Segment Start: SOURCE MATERIAL

//! Merged settings and the builder that layers sources together

use crate::sources::{ConfigSource, SourceError};
use indexmap::IndexMap;
use serde::de::DeserializeOwned;
use serde_json::{Map, Value};
use tracing::debug;

/// Key holding the debug flag
pub const DEBUG_KEY: &str = "debug";

/// Errors raised while building or reading settings
#[non_exhaustive]
#[derive(Debug, thiserror::Error)]
pub enum SettingsError {
	#[error("Source '{description}' failed: {source}")]
	Source {
		description: String,
		#[source]
		source: SourceError,
	},

	#[error("Setting not found: {0}")]
	NotFound(String),

	#[error("Setting '{key}' has an invalid type: expected {expected}")]
	InvalidType { key: String, expected: &'static str },

	#[error("Setting '{key}' could not be deserialized: {source}")]
	Deserialize {
		key: String,
		#[source]
		source: serde_json::Error,
	},
}

/// Read-only view over the merged configuration tree
#[derive(Debug, Clone, Default, PartialEq)]
pub struct Settings {
	values: Map<String, Value>,
}

impl Settings {
	/// Settings with no values at all
	pub fn new() -> Self {
		Self::default()
	}

	/// Build settings straight from a map; dotted keys are expanded
	///
	/// # Examples
	///
	/// ```
	/// use cadenza_conf::Settings;
	/// use indexmap::IndexMap;
	/// use serde_json::json;
	///
	/// let mut values = IndexMap::new();
	/// values.insert("errors.404".to_string(), json!("app.not_found"));
	///
	/// let settings = Settings::from_map(values);
	/// assert_eq!(settings.get("errors"), Some(&json!({"404": "app.not_found"})));
	/// ```
	pub fn from_map(values: IndexMap<String, Value>) -> Self {
		let mut settings = Self::new();
		merge_layer(&mut settings.values, values);
		settings
	}

	/// Look up a value by dotted path
	///
	/// # Examples
	///
	/// ```
	/// use cadenza_conf::{SettingsBuilder, sources::DefaultSource};
	/// use serde_json::json;
	///
	/// let settings = SettingsBuilder::new()
	///     .add_source(DefaultSource::new().with_value("errors", json!({"default": "app.errors"})))
	///     .build()
	///     .unwrap();
	///
	/// assert_eq!(settings.get("errors.default"), Some(&json!("app.errors")));
	/// assert_eq!(settings.get("errors.404"), None);
	/// ```
	pub fn get(&self, key: &str) -> Option<&Value> {
		let mut segments = key.split('.');
		let first = segments.next()?;
		segments.try_fold(self.values.get(first)?, |current, segment| {
			current.as_object()?.get(segment)
		})
	}

	/// Typed lookup with a fallback used when the key is absent or mistyped
	pub fn get_or<T: DeserializeOwned>(&self, key: &str, default: T) -> T {
		self.get_as(key).unwrap_or(default)
	}

	/// Deserialize the value at `key`
	pub fn get_as<T: DeserializeOwned>(&self, key: &str) -> Result<T, SettingsError> {
		let value = self
			.get(key)
			.ok_or_else(|| SettingsError::NotFound(key.to_string()))?;
		serde_json::from_value(value.clone()).map_err(|source| SettingsError::Deserialize {
			key: key.to_string(),
			source,
		})
	}

	/// String value at `key`, if it is present and a string
	pub fn get_str(&self, key: &str) -> Option<&str> {
		self.get(key).and_then(Value::as_str)
	}

	/// Read the debug flag
	///
	/// An absent flag means "not debug". A flag that is present but not a
	/// boolean is reported as an error; callers decide how to treat it.
	///
	/// # Examples
	///
	/// ```
	/// use cadenza_conf::{SettingsBuilder, sources::DefaultSource};
	/// use serde_json::json;
	///
	/// let settings = SettingsBuilder::new()
	///     .add_source(DefaultSource::new().with_value("debug", json!("verbose")))
	///     .build()
	///     .unwrap();
	///
	/// assert!(settings.debug().is_err());
	/// assert!(!settings.debug().unwrap_or(false));
	/// ```
	pub fn debug(&self) -> Result<bool, SettingsError> {
		match self.get(DEBUG_KEY) {
			None | Some(Value::Null) => Ok(false),
			Some(Value::Bool(flag)) => Ok(*flag),
			Some(_) => Err(SettingsError::InvalidType {
				key: DEBUG_KEY.to_string(),
				expected: "boolean",
			}),
		}
	}

	/// Entries of the object at `key`; empty when absent or not an object
	pub fn section(&self, key: &str) -> impl Iterator<Item = (&String, &Value)> {
		self.get(key)
			.and_then(Value::as_object)
			.into_iter()
			.flat_map(|map| map.iter())
	}

	/// The whole merged tree
	pub fn as_map(&self) -> &Map<String, Value> {
		&self.values
	}
}

/// Layers [`ConfigSource`]s into [`Settings`]
///
/// Sources are applied in ascending priority; at equal priority the one added
/// last wins. Objects are merged key by key, anything else is replaced.
#[derive(Default)]
pub struct SettingsBuilder {
	sources: Vec<Box<dyn ConfigSource>>,
}

impl SettingsBuilder {
	pub fn new() -> Self {
		Self::default()
	}

	/// Add a configuration source
	pub fn add_source<S: ConfigSource + 'static>(mut self, source: S) -> Self {
		self.sources.push(Box::new(source));
		self
	}

	/// Add an already boxed source, such as the one returned by [`crate::sources::auto_source`]
	pub fn add_boxed_source(mut self, source: Box<dyn ConfigSource>) -> Self {
		self.sources.push(source);
		self
	}

	/// Load every source and merge the results
	pub fn build(mut self) -> Result<Settings, SettingsError> {
		self.sources.sort_by_key(|source| source.priority());

		let mut settings = Settings::new();
		for source in &self.sources {
			let description = source.description();
			let layer = source.load().map_err(|source| SettingsError::Source {
				description: description.clone(),
				source,
			})?;
			debug!(source = %description, keys = layer.len(), "merging configuration source");
			merge_layer(&mut settings.values, layer);
		}

		Ok(settings)
	}
}

fn merge_layer(target: &mut Map<String, Value>, layer: IndexMap<String, Value>) {
	for (key, value) in layer {
		let expanded = key
			.rsplit('.')
			.fold(value, |inner, segment| {
				let mut wrapper = Map::new();
				wrapper.insert(segment.to_string(), inner);
				Value::Object(wrapper)
			});
		if let Value::Object(map) = expanded {
			for (k, v) in map {
				merge_value(target, k, v);
			}
		}
	}
}

fn merge_value(target: &mut Map<String, Value>, key: String, value: Value) {
	match (target.get_mut(&key), value) {
		(Some(Value::Object(existing)), Value::Object(incoming)) => {
			for (k, v) in incoming {
				merge_value(existing, k, v);
			}
		}
		(_, value) => {
			target.insert(key, value);
		}
	}
}
use crate::{CONFIG_SERVICE, TEMPLATING_SERVICE};
use async_trait::async_trait;
use cadenza_conf::Settings;
use cadenza_di::{FactoryRegistry, ServiceContainer};
use cadenza_http::{Error, HttpException, Request, Response, Result};
use cadenza_template::{ERROR_PAGE_TEMPLATE, TemplateRenderer};
use serde_json::{Map, Value, json};
use std::sync::Arc;

/// Identifier the built-in [`DefaultErrorHandler`] is registered under
pub const DEFAULT_ERROR_HANDLER: &str = "cadenza.default_error_handler";

/// Turns an exception into a response
#[async_trait]
pub trait ErrorHandler: Send + Sync {
	async fn handle(&self, request: &Request, exception: &HttpException) -> Result<Response>;
}

/// Error handler factories keyed by the identifiers used in `errors.*` settings
pub type ErrorHandlerRegistry = FactoryRegistry<dyn ErrorHandler, ServiceContainer>;

/// Registry holding only the built-in handler
///
/// The handler takes its renderer from the `templating` service and its debug
/// flag from the `config` service.
pub fn default_error_handlers() -> ErrorHandlerRegistry {
	FactoryRegistry::new().with(DEFAULT_ERROR_HANDLER, |services: &ServiceContainer| {
		let renderer = services.require::<Arc<dyn TemplateRenderer>>(TEMPLATING_SERVICE)?;
		let debug = services
			.get::<Settings>(CONFIG_SERVICE)
			.is_some_and(|settings| settings.debug().unwrap_or(false));
		Ok(Box::new(DefaultErrorHandler::new((*renderer).clone()).with_debug(debug))
			as Box<dyn ErrorHandler>)
	})
}

/// Renders the built-in error page
///
/// The page is rendered with `request` (method, uri, path, attributes) and
/// `exception` (status, message, and in debug mode the full cause chain as
/// `detail`). The response carries the exception status and its message as
/// reason phrase. Rendering failures are returned to the caller.
#[derive(Clone)]
pub struct DefaultErrorHandler {
	renderer: Arc<dyn TemplateRenderer>,
	template: String,
	debug: bool,
}

impl DefaultErrorHandler {
	pub fn new(renderer: Arc<dyn TemplateRenderer>) -> Self {
		Self {
			renderer,
			template: ERROR_PAGE_TEMPLATE.to_string(),
			debug: false,
		}
	}

	/// Render another template instead of the built-in page
	pub fn with_template(mut self, template: impl Into<String>) -> Self {
		self.template = template.into();
		self
	}

	/// Expose the exception's cause chain to the template
	pub fn with_debug(mut self, debug: bool) -> Self {
		self.debug = debug;
		self
	}

	fn context(&self, request: &Request, exception: &HttpException) -> Value {
		let attributes: Map<String, Value> = request
			.attributes()
			.iter()
			.map(|(name, value)| (name.clone(), value.clone()))
			.collect();

		let mut exception_context = json!({
			"status": exception.status_code(),
			"message": exception.message(),
		});
		if self.debug {
			exception_context["detail"] = Value::String(format!("{exception:#}"));
		}

		json!({
			"request": {
				"method": request.method.as_str(),
				"uri": request.uri.to_string(),
				"path": request.path(),
				"attributes": attributes,
			},
			"exception": exception_context,
		})
	}
}

#[async_trait]
impl ErrorHandler for DefaultErrorHandler {
	async fn handle(&self, request: &Request, exception: &HttpException) -> Result<Response> {
		let body = self
			.renderer
			.render(&self.template, &self.context(request, exception))
			.map_err(|e| Error::Template(e.to_string()))?;

		Ok(Response::html(exception.status(), body).with_reason(exception.message()))
	}
}

#[cfg(test)]
mod tests {
	use super::*;
	use cadenza_template::{TemplateError, TeraRenderer};
	use http::StatusCode;
	use rstest::{fixture, rstest};

	struct FailingRenderer;

	impl TemplateRenderer for FailingRenderer {
		fn render(&self, name: &str, _context: &Value) -> std::result::Result<String, TemplateError> {
			Err(TemplateError::NotFound(name.to_string()))
		}

		fn has_template(&self, _name: &str) -> bool {
			false
		}
	}

	#[fixture]
	fn renderer() -> Arc<dyn TemplateRenderer> {
		Arc::new(TeraRenderer::new().unwrap())
	}

	#[fixture]
	fn request() -> Request {
		Request::builder()
			.uri("/articles/42")
			.attribute("_locale", "nl_NL")
			.build()
			.unwrap()
	}

	#[rstest]
	#[tokio::test]
	async fn test_renders_status_and_reason(renderer: Arc<dyn TemplateRenderer>, request: Request) {
		let exception = HttpException::new(StatusCode::NOT_FOUND, "Article not found");

		let response = DefaultErrorHandler::new(renderer)
			.handle(&request, &exception)
			.await
			.unwrap();

		assert_eq!(response.status, StatusCode::NOT_FOUND);
		assert_eq!(response.reason_phrase(), "Article not found");
		assert_eq!(
			response.headers.get("content-type").unwrap(),
			"text/html; charset=utf-8"
		);
		assert!(response.body_text().contains("Article not found"));
		assert!(response.body_text().contains("GET &#x2F;articles&#x2F;42"));
	}

	#[rstest]
	#[tokio::test]
	async fn test_reason_cannot_inject_header_lines(renderer: Arc<dyn TemplateRenderer>, request: Request) {
		let exception = HttpException::new(StatusCode::GONE, "Gone\rSet-Cookie: s=1");

		let response = DefaultErrorHandler::new(renderer)
			.handle(&request, &exception)
			.await
			.unwrap();

		let mut out = Vec::new();
		response.write_to(&mut out).unwrap();
		let printed = String::from_utf8(out).unwrap();
		let (head, _) = printed.split_once("\r\n\r\n").unwrap();
		let status_line = head.lines().next().unwrap();

		assert_eq!(response.reason_phrase(), "Gone");
		assert_eq!(status_line, "HTTP/1.1 410 Gone");
		assert!(!head.contains("Set-Cookie"));
		assert!(response.headers.get("set-cookie").is_none());
	}

	#[rstest]
	#[tokio::test]
	async fn test_detail_only_in_debug(renderer: Arc<dyn TemplateRenderer>, request: Request) {
		let exception = HttpException::internal_server_error()
			.with_source(std::io::Error::other("replica lag"));

		let quiet = DefaultErrorHandler::new(renderer.clone())
			.handle(&request, &exception)
			.await
			.unwrap();
		let verbose = DefaultErrorHandler::new(renderer)
			.with_debug(true)
			.handle(&request, &exception)
			.await
			.unwrap();

		assert!(!quiet.body_text().contains("replica lag"));
		assert!(verbose.body_text().contains("Caused by: replica lag"));
	}

	#[rstest]
	#[tokio::test]
	async fn test_multiline_message_reason(renderer: Arc<dyn TemplateRenderer>, request: Request) {
		let exception = HttpException::new(StatusCode::BAD_REQUEST, "Invalid form\nfield: title");

		let response = DefaultErrorHandler::new(renderer)
			.handle(&request, &exception)
			.await
			.unwrap();

		assert_eq!(response.reason_phrase(), "Invalid form");
	}

	#[rstest]
	#[tokio::test]
	async fn test_render_failure_propagates(request: Request) {
		let handler = DefaultErrorHandler::new(Arc::new(FailingRenderer));

		let error = handler
			.handle(&request, &HttpException::not_found())
			.await
			.unwrap_err();

		assert!(matches!(error, Error::Template(_)));
	}

	#[rstest]
	fn test_default_registry_needs_templating_service() {
		let registry = default_error_handlers();
		let services = ServiceContainer::new();

		assert!(registry.contains(DEFAULT_ERROR_HANDLER));
		assert!(registry.resolve(DEFAULT_ERROR_HANDLER, &services).is_err());

		let renderer: Arc<dyn TemplateRenderer> = Arc::new(FailingRenderer);
		services.register(TEMPLATING_SERVICE, Arc::new(renderer));
		assert!(registry.resolve(DEFAULT_ERROR_HANDLER, &services).is_ok());
	}
}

Segment End: SOURCE MATERIAL

PROBLEM: With "returned" as the string to look for, count the matching lines in the entries above and report only the number.

SOLUTION FOR THIS PROBLEM: 2